Work instructions
Each entry has to be printed again exactly.

=== Begin Enclosure ===

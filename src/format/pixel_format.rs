//! Pixel formats and their memory layout

use crate::{Error, Result};
use std::fmt;

/// Memory layout of one image
#[derive(Debug, Clone, Copy, PartialEq, Eq, Hash)]
pub enum PixelFormat {
    /// packed RGB 8:8:8, 24bpp, RGBRGB...
    Rgb24,
    /// packed RGB 8:8:8, 24bpp, BGRBGR...
    Bgr24,
    /// packed ARGB 8:8:8:8, 32bpp
    Argb,
    /// packed RGBA 8:8:8:8, 32bpp
    Rgba,
    /// packed ABGR 8:8:8:8, 32bpp
    Abgr,
    /// packed BGRA 8:8:8:8, 32bpp
    Bgra,
    /// Y, 8bpp
    Gray8,
    /// planar YUV 4:2:0, 12bpp
    Yuv420p,
    /// planar YUV 4:4:4, 24bpp
    Yuv444p,
}

/// Color components and bytes of one packed pixel
#[derive(Debug, Clone, Copy, PartialEq, Eq)]
pub struct PixelSize {
    pub color_count: usize,
    pub size_bytes: usize,
}

/// Byte offsets of red, green and blue inside a packed pixel
#[derive(Debug, Clone, Copy, PartialEq, Eq)]
pub(crate) struct RgbOffsets {
    pub red: usize,
    pub green: usize,
    pub blue: usize,
    pub alpha: Option<usize>,
}

impl PixelFormat {
    pub fn name(self) -> &'static str {
        match self {
            PixelFormat::Rgb24 => "rgb24",
            PixelFormat::Bgr24 => "bgr24",
            PixelFormat::Argb => "argb",
            PixelFormat::Rgba => "rgba",
            PixelFormat::Abgr => "abgr",
            PixelFormat::Bgra => "bgra",
            PixelFormat::Gray8 => "gray",
            PixelFormat::Yuv420p => "yuv420p",
            PixelFormat::Yuv444p => "yuv444p",
        }
    }

    pub fn is_planar(self) -> bool {
        matches!(self, PixelFormat::Yuv420p | PixelFormat::Yuv444p)
    }

    pub fn plane_count(self) -> usize {
        if self.is_planar() {
            3
        } else {
            1
        }
    }

    /// Size of one packed pixel. Planar formats have no single pixel size.
    pub fn pixel_size(self) -> Result<PixelSize> {
        let (color_count, size_bytes) = match self {
            PixelFormat::Rgb24 | PixelFormat::Bgr24 => (3, 3),
            PixelFormat::Argb | PixelFormat::Rgba | PixelFormat::Abgr | PixelFormat::Bgra => (4, 4),
            PixelFormat::Gray8 => (1, 1),
            PixelFormat::Yuv420p | PixelFormat::Yuv444p => {
                return Err(Error::Configuration(format!(
                    "Unsupported pixel format: {}",
                    self
                )))
            }
        };

        Ok(PixelSize {
            color_count,
            size_bytes,
        })
    }

    /// Horizontal and vertical log2 subsampling of `plane`
    pub fn chroma_shift(self, plane: usize) -> (u32, u32) {
        match (self, plane) {
            (PixelFormat::Yuv420p, 1 | 2) => (1, 1),
            _ => (0, 0),
        }
    }

    /// Bytes in one row of `plane`, without padding
    pub fn row_bytes(self, plane: usize, width: usize) -> usize {
        if self.is_planar() {
            let (shift_x, _) = self.chroma_shift(plane);
            (width + (1 << shift_x) - 1) >> shift_x
        } else {
            // Packed formats always have a pixel size
            width * self.pixel_size().map_or(1, |size| size.size_bytes)
        }
    }

    /// Rows of `plane`
    pub fn plane_height(self, plane: usize, height: usize) -> usize {
        let (_, shift_y) = self.chroma_shift(plane);
        (height + (1 << shift_y) - 1) >> shift_y
    }

    pub(crate) fn rgb_offsets(self) -> Option<RgbOffsets> {
        let offsets = match self {
            PixelFormat::Rgb24 => (0, 1, 2, None),
            PixelFormat::Bgr24 => (2, 1, 0, None),
            PixelFormat::Argb => (1, 2, 3, Some(0)),
            PixelFormat::Rgba => (0, 1, 2, Some(3)),
            PixelFormat::Abgr => (3, 2, 1, Some(0)),
            PixelFormat::Bgra => (2, 1, 0, Some(3)),
            _ => return None,
        };

        Some(RgbOffsets {
            red: offsets.0,
            green: offsets.1,
            blue: offsets.2,
            alpha: offsets.3,
        })
    }
}

impl fmt::Display for PixelFormat {
    fn fmt(&self, f: &mut fmt::Formatter<'_>) -> fmt::Result {
        f.write_str(self.name())
    }
}

#[cfg(test)]
mod tests {
    use super::*;

    #[test]
    fn test_packed_pixel_sizes() {
        assert_eq!(
            PixelFormat::Rgb24.pixel_size().unwrap(),
            PixelSize {
                color_count: 3,
                size_bytes: 3
            }
        );
        assert_eq!(PixelFormat::Bgra.pixel_size().unwrap().size_bytes, 4);
        assert!(PixelFormat::Yuv420p.pixel_size().is_err());
    }

    #[test]
    fn test_yuv420_plane_geometry() {
        let format = PixelFormat::Yuv420p;
        assert_eq!(format.plane_count(), 3);
        assert_eq!(format.row_bytes(0, 640), 640);
        assert_eq!(format.row_bytes(1, 640), 320);
        assert_eq!(format.plane_height(2, 480), 240);
        assert_eq!(PixelFormat::Yuv444p.plane_height(2, 480), 480);
    }

    #[test]
    fn test_rgb_offsets() {
        let offsets = PixelFormat::Argb.rgb_offsets().unwrap();
        assert_eq!((offsets.red, offsets.alpha), (1, Some(0)));
        assert!(PixelFormat::Gray8.rgb_offsets().is_none());
    }
}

=== End Enclosure ===

Output
filename src/format/pixel_format.rs
//! Pixel formats and their memory layout

use crate::{Error, Result};
use std::fmt;

/// Memory layout of one image
#[derive(Debug, Clone, Copy, PartialEq, Eq, Hash)]
pub enum PixelFormat {
    /// packed RGB 8:8:8, 24bpp, RGBRGB...
    Rgb24,
    /// packed RGB 8:8:8, 24bpp, BGRBGR...
    Bgr24,
    /// packed ARGB 8:8:8:8, 32bpp
    Argb,
    /// packed RGBA 8:8:8:8, 32bpp
    Rgba,
    /// packed ABGR 8:8:8:8, 32bpp
    Abgr,
    /// packed BGRA 8:8:8:8, 32bpp
    Bgra,
    /// Y, 8bpp
    Gray8,
    /// planar YUV 4:2:0, 12bpp
    Yuv420p,
    /// planar YUV 4:4:4, 24bpp
    Yuv444p,
}

/// Color components and bytes of one packed pixel
#[derive(Debug, Clone, Copy, PartialEq, Eq)]
pub struct PixelSize {
    pub color_count: usize,
    pub size_bytes: usize,
}

/// Byte offsets of red, green and blue inside a packed pixel
#[derive(Debug, Clone, Copy, PartialEq, Eq)]
pub(crate) struct RgbOffsets {
    pub red: usize,
    pub green: usize,
    pub blue: usize,
    pub alpha: Option<usize>,
}

impl PixelFormat {
    pub fn name(self) -> &'static str {
        match self {
            PixelFormat::Rgb24 => "rgb24",
            PixelFormat::Bgr24 => "bgr24",
            PixelFormat::Argb => "argb",
            PixelFormat::Rgba => "rgba",
            PixelFormat::Abgr => "abgr",
            PixelFormat::Bgra => "bgra",
            PixelFormat::Gray8 => "gray",
            PixelFormat::Yuv420p => "yuv420p",
            PixelFormat::Yuv444p => "yuv444p",
        }
    }

    pub fn is_planar(self) -> bool {
        matches!(self, PixelFormat::Yuv420p | PixelFormat::Yuv444p)
    }

    pub fn plane_count(self) -> usize {
        if self.is_planar() {
            3
        } else {
            1
        }
    }

    /// Size of one packed pixel. Planar formats have no single pixel size.
    pub fn pixel_size(self) -> Result<PixelSize> {
        let (color_count, size_bytes) = match self {
            PixelFormat::Rgb24 | PixelFormat::Bgr24 => (3, 3),
            PixelFormat::Argb | PixelFormat::Rgba | PixelFormat::Abgr | PixelFormat::Bgra => (4, 4),
            PixelFormat::Gray8 => (1, 1),
            PixelFormat::Yuv420p | PixelFormat::Yuv444p => {
                return Err(Error::Configuration(format!(
                    "Unsupported pixel format: {}",
                    self
                )))
            }
        };

        Ok(PixelSize {
            color_count,
            size_bytes,
        })
    }

    /// Horizontal and vertical log2 subsampling of `plane`
    pub fn chroma_shift(self, plane: usize) -> (u32, u32) {
        match (self, plane) {
            (PixelFormat::Yuv420p, 1 | 2) => (1, 1),
            _ => (0, 0),
        }
    }

    /// Bytes in one row of `plane`, without padding
    pub fn row_bytes(self, plane: usize, width: usize) -> usize {
        if self.is_planar() {
            let (shift_x, _) = self.chroma_shift(plane);
            (width + (1 << shift_x) - 1) >> shift_x
        } else {
            // Packed formats always have a pixel size
            width * self.pixel_size().map_or(1, |size| size.size_bytes)
        }
    }

    /// Rows of `plane`
    pub fn plane_height(self, plane: usize, height: usize) -> usize {
        let (_, shift_y) = self.chroma_shift(plane);
        (height + (1 << shift_y) - 1) >> shift_y
    }

    pub(crate) fn rgb_offsets(self) -> Option<RgbOffsets> {
        let offsets = match self {
            PixelFormat::Rgb24 => (0, 1, 2, None),
            PixelFormat::Bgr24 => (2, 1, 0, None),
            PixelFormat::Argb => (1, 2, 3, Some(0)),
            PixelFormat::Rgba => (0, 1, 2, Some(3)),
            PixelFormat::Abgr => (3, 2, 1, Some(0)),
            PixelFormat::Bgra => (2, 1, 0, Some(3)),
            _ => return None,
        };

        Some(RgbOffsets {
            red: offsets.0,
            green: offsets.1,
            blue: offsets.2,
            alpha: offsets.3,
        })
    }
}

impl fmt::Display for PixelFormat {
    fn fmt(&self, f: &mut fmt::Formatter<'_>) -> fmt::Result {
        f.write_str(self.name())
    }
}

#[cfg(test)]
mod tests {
    use super::*;

    #[test]
    fn test_packed_pixel_sizes() {
        assert_eq!(
            PixelFormat::Rgb24.pixel_size().unwrap(),
            PixelSize {
                color_count: 3,
                size_bytes: 3
            }
        );
        assert_eq!(PixelFormat::Bgra.pixel_size().unwrap().size_bytes, 4);
        assert!(PixelFormat::Yuv420p.pixel_size().is_err());
    }

    #[test]
    fn test_yuv420_plane_geometry() {
        let format = PixelFormat::Yuv420p;
        assert_eq!(format.plane_count(), 3);
        assert_eq!(format.row_bytes(0, 640), 640);
        assert_eq!(format.row_bytes(1, 640), 320);
        assert_eq!(format.plane_height(2, 480), 240);
        assert_eq!(PixelFormat::Yuv444p.plane_height(2, 480), 480);
    }

    #[test]
    fn test_rgb_offsets() {
        let offsets = PixelFormat::Argb.rgb_offsets().unwrap();
        assert_eq!((offsets.red, offsets.alpha), (1, Some(0)));
        assert!(PixelFormat::Gray8.rgb_offsets().is_none());
    }
}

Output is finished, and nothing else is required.